Inside ZX AnalytiX's Data Wrangling Process

David W. SijabatSr. Product Manager, Advanced AnalyticsMarch 10 2021

WHAT IS DATA WRANGLING?

Suppose you have identified a business use case that requires you to create a machine learning model that will predict asset failure probability in the coming one month period. You have access to the operation dataset which records all the historical maintenance and failures of the asset you are investigating. Besides the maintenance data, you are considering using historical vibration data of the engine to understand the signals prior to the failure events.

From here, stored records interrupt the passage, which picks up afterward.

//! Execution harness over the embedded JavaScript engine.
//!
//! Each run gets a fresh `boa_engine` context. The prelude from
//! `files/harness.js` is evaluated first (console capture, `ListNode` and
//! `TreeNode` constructors, the `__runCall` driver), then the candidate
//! source, then a driver call composed on this side. Everything crossing
//! the engine boundary is a string: arguments travel inside the driver
//! call as an escaped JSON literal, and the driver hands back a single
//! JSON envelope (result, mutated arguments, tracked globals, logs) as
//! the eval completion value. The prelude seals its own bindings, so
//! candidate code cannot rebind the driver it is judged through.
//!
//! The engine has no I/O surface (no filesystem, network, or process
//! access), so containment reduces to the resource budget, which the
//! executer enforces by wall clock.

use std::time::Instant;

use boa_engine::{Context, JsValue, Source};
use serde::Deserialize;
use serde_json::{json, Map, Value};
use thiserror::Error;

use crate::executer::{
    CompileResult, ExecutionLimits, ExecutionOutcome, ExecutionSpec, ExecutionStatus,
};

/// Prelude evaluated ahead of candidate code in every context
const HARNESS: &str = include_str!(concat!(env!("CARGO_MANIFEST_DIR"), "/files/harness.js"));

/// Infrastructure failures of the harness itself. Failures attributable to
/// the candidate are folded into `ExecutionOutcome` instead.
#[derive(Debug, Error)]
pub enum SandboxError {
    #[error("Harness prelude failed to evaluate: {0}")]
    Harness(String),
}

/// Outcome envelope the prelude driver hands back as a JSON string.
#[derive(Debug, Deserialize)]
#[serde(rename_all = "camelCase")]
struct Envelope {
    ok: bool,
    #[serde(default)]
    error: Option<String>,
    #[serde(default)]
    result: Value,
    #[serde(default)]
    result_defined: bool,
    #[serde(default)]
    mutated_args: Vec<Value>,
    #[serde(default)]
    tracked: Map<String, Value>,
    #[serde(default)]
    logs: Vec<Value>,
}

/// Run one function call in a fresh context. Only infrastructure failures
/// return `Err`; everything attributable to the candidate becomes part of
/// the outcome.
pub(crate) fn run_call(
    spec: &ExecutionSpec,
    limits: &ExecutionLimits,
) -> Result<ExecutionOutcome, SandboxError> {
    let mut context = Context::default();
    install_prelude(&mut context)?;

    // Top-level candidate code runs here; a throw counts against this case,
    // with whatever was logged up to the throw preserved.
    let start = Instant::now();
    if let Err(e) = context.eval(Source::from_bytes(spec.source.as_str())) {
        let logs = read_logs(&mut context);
        return Ok(degraded(
            ExecutionStatus::RuntimeError,
            e.to_string(),
            logs,
            start,
        ));
    }

    let driver = format!(
        "__runCall('{}')",
        escape_for_js_literal(&call_payload(spec, limits).to_string())
    );
    let completion = match context.eval(Source::from_bytes(&driver)) {
        Ok(value) => value,
        // The driver catches candidate throws itself, so an eval error here
        // means the candidate broke a global the driver runs through.
        Err(e) => {
            let logs = read_logs(&mut context);
            return Ok(degraded(
                ExecutionStatus::RuntimeError,
                e.to_string(),
                logs,
                start,
            ));
        }
    };
    let elapsed_ms = start.elapsed().as_millis() as u32;

    let envelope = match decode_envelope(&completion) {
        Ok(envelope) => envelope,
        Err(message) => {
            let logs = read_logs(&mut context);
            return Ok(degraded(
                ExecutionStatus::RuntimeError,
                format!("Execution envelope could not be decoded: {}", message),
                logs,
                start,
            ));
        }
    };
    let logs = envelope.logs.into_iter().map(render_log_line).collect();

    // The engine has no interruption point, so overruns that beat the outer
    // deadline surface here.
    if elapsed_ms > limits.time_ms {
        return Ok(ExecutionOutcome {
            status: ExecutionStatus::Timeout,
            result: None,
            logs,
            mutated_args: envelope.mutated_args,
            tracked: envelope.tracked,
            error: Some(format!(
                "Execution timed out after {}ms (limit {}ms)",
                elapsed_ms, limits.time_ms
            )),
            time_ms: elapsed_ms,
        });
    }

    let status = if envelope.ok {
        ExecutionStatus::Completed
    } else {
        ExecutionStatus::RuntimeError
    };
    let result = if envelope.ok && envelope.result_defined {
        Some(envelope.result)
    } else {
        None
    };
    Ok(ExecutionOutcome {
        status,
        result,
        logs,
        mutated_args: envelope.mutated_args,
        tracked: envelope.tracked,
        error: envelope.error,
        time_ms: elapsed_ms,
    })
}

/// Compile gate: evaluate the prelude plus the candidate source once and
/// probe that the target function exists and is callable.
pub(crate) fn check_source(
    source: &str,
    function_name: &str,
    limits: &ExecutionLimits,
) -> Result<CompileResult, SandboxError> {
    let mut context = Context::default();
    install_prelude(&mut context)?;

    let start = Instant::now();
    if let Err(e) = context.eval(Source::from_bytes(source)) {
        return Ok(CompileResult {
            success: false,
            message: Some(e.to_string()),
        });
    }
    if start.elapsed().as_millis() as u32 > limits.time_ms {
        return Ok(CompileResult {
            success: false,
            message: Some(format!("Compilation timed out after {}ms", limits.time_ms)),
        });
    }

    let probe = format!("__checkFunction('{}')", escape_for_js_literal(function_name));
    let verdict = match context.eval(Source::from_bytes(&probe)) {
        Ok(value) => value,
        Err(e) => {
            return Ok(CompileResult {
                success: false,
                message: Some(e.to_string()),
            })
        }
    };
    let verdict = verdict
        .as_string()
        .map(|s| s.to_std_string_escaped())
        .unwrap_or_default();
    let message = match verdict.as_str() {
        "ok" => None,
        "missing" => Some(format!("Function '{}' is not defined", function_name)),
        _ => Some(format!("'{}' is not a function", function_name)),
    };
    Ok(CompileResult {
        success: message.is_none(),
        message,
    })
}

fn install_prelude(context: &mut Context) -> Result<(), SandboxError> {
    context
        .eval(Source::from_bytes(HARNESS))
        .map_err(|e| SandboxError::Harness(e.to_string()))?;
    Ok(())
}

fn call_payload(spec: &ExecutionSpec, limits: &ExecutionLimits) -> Value {
    let types: Vec<String> = spec
        .args
        .iter()
        .map(|(ty, _)| String::from(ty.clone()))
        .collect();
    let args: Vec<Value> = spec.args.iter().map(|(_, value)| value.clone()).collect();
    json!({
        "functionName": spec.function_name,
        "args": args,
        "types": types,
        "returnType": String::from(spec.return_type.clone()),
        "tracked": spec.tracked,
        "maxOutputBytes": limits.max_output_bytes,
    })
}

// Single-quoted literal escape: backslashes first, then quotes.
fn escape_for_js_literal(text: &str) -> String {
    text.replace('\\', "\\\\").replace('\'', "\\'")
}

fn decode_envelope(completion: &JsValue) -> Result<Envelope, String> {
    let Some(text) = completion.as_string().map(|s| s.to_std_string_escaped()) else {
        return Err("driver returned a non-string".to_string());
    };
    serde_json::from_str(&text).map_err(|e| format!("invalid JSON from driver: {}", e))
}

fn degraded(
    status: ExecutionStatus,
    message: String,
    logs: Vec<String>,
    start: Instant,
) -> ExecutionOutcome {
    ExecutionOutcome {
        status,
        result: None,
        logs,
        mutated_args: Vec::new(),
        tracked: Map::new(),
        error: Some(message),
        time_ms: start.elapsed().as_millis() as u32,
    }
}

/// Best-effort log readback for paths where the driver never ran.
fn read_logs(context: &mut Context) -> Vec<String> {
    let Ok(completion) = context.eval(Source::from_bytes("__encodeLogs()")) else {
        return Vec::new();
    };
    let Some(text) = completion.as_string().map(|s| s.to_std_string_escaped()) else {
        return Vec::new();
    };
    match serde_json::from_str::<Value>(&text) {
        Ok(Value::Array(items)) => items.into_iter().map(render_log_line).collect(),
        _ => Vec::new(),
    }
}

fn render_log_line(item: Value) -> String {
    match item {
        Value::String(line) => line,
        other => other.to_string(),
    }
}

You start your journey by performing an exploratory data analysis, and creating data processing steps that will cleanse, combine, and transform your raw data into consumable format required by the machine learning algorithms. These data steps are known as data wrangling processes.

Data wrangling is data steps we perform to improve the quality and value of our data by performing data selection, cleansing, aggregation, merge, and augmentation. The other goal is to re-shape our data as input for advanced analytics tasks such as business intelligence and machine learning.

HOW CAN ZX ANALYTIX HELP?

According to O’Reilly’s 2016 Data Science Salary Survey, 69% of data scientists will spend a significant amount of time in their day-to-day dealing with basic exploratory data analysis, while 53% spend time cleaning their data. These laborious tasks usually require data scientists to write a large and complex code in order to perform these data wrangling processes.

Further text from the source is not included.